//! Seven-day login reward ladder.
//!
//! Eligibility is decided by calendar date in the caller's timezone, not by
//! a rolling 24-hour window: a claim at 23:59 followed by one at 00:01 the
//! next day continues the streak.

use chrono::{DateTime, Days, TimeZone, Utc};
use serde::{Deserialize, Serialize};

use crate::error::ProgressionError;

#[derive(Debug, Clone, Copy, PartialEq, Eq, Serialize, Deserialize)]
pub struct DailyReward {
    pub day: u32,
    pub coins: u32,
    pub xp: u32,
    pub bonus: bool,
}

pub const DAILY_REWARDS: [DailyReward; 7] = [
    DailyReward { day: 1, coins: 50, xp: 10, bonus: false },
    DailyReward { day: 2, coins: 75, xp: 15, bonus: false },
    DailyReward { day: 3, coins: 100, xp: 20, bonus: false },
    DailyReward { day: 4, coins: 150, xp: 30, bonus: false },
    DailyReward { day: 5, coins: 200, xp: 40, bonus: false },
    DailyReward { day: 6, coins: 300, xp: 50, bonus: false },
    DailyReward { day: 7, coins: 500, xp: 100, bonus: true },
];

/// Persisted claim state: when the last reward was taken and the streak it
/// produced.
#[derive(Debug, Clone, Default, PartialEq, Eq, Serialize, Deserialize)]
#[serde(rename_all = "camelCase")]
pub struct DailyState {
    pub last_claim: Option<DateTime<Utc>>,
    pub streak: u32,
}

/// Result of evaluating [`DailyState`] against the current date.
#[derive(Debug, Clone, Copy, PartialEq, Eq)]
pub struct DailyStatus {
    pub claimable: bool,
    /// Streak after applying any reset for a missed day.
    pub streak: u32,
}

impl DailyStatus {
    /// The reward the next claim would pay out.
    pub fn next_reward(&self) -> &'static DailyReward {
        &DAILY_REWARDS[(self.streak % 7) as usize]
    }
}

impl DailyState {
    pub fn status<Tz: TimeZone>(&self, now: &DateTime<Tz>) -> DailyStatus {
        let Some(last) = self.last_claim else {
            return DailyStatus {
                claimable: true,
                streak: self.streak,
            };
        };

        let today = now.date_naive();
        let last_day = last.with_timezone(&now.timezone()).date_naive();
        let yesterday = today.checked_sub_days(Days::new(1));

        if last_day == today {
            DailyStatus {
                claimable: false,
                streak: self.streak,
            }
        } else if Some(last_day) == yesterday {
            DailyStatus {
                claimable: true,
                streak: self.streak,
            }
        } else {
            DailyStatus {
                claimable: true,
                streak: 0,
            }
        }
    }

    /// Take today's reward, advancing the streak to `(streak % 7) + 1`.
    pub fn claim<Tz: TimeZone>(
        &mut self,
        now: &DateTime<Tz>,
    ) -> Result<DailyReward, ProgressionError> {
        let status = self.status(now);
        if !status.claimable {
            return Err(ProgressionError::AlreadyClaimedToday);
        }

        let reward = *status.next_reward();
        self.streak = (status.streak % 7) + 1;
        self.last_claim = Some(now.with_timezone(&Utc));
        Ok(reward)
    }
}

:::

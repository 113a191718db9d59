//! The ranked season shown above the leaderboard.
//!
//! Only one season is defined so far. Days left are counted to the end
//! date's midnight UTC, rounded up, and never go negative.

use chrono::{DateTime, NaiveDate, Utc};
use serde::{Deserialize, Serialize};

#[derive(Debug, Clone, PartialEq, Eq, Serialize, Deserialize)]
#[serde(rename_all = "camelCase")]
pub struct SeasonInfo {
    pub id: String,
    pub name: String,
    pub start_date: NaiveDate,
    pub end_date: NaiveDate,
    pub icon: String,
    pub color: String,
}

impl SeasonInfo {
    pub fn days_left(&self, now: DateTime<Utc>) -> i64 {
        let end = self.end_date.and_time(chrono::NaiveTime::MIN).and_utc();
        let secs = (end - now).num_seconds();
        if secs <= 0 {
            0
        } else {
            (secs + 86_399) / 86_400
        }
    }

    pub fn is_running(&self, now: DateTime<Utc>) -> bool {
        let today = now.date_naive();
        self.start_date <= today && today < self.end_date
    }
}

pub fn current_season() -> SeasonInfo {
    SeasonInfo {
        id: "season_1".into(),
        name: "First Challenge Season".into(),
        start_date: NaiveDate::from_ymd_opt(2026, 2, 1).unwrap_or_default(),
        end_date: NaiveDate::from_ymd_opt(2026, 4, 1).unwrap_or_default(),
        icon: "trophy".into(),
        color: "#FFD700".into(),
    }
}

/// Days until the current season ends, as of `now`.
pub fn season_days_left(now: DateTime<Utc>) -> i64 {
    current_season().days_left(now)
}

:::

Reproduce word for word the material above, beginning with the line that contains "login reward ladder." and ending with the line that contains "use crate::error::ProgressionError;".

//! Seven-day login reward ladder.
//!
//! Eligibility is decided by calendar date in the caller's timezone, not by
//! a rolling 24-hour window: a claim at 23:59 followed by one at 00:01 the
//! next day continues the streak.

use chrono::{DateTime, Days, TimeZone, Utc};
use serde::{Deserialize, Serialize};

use crate::error::ProgressionError;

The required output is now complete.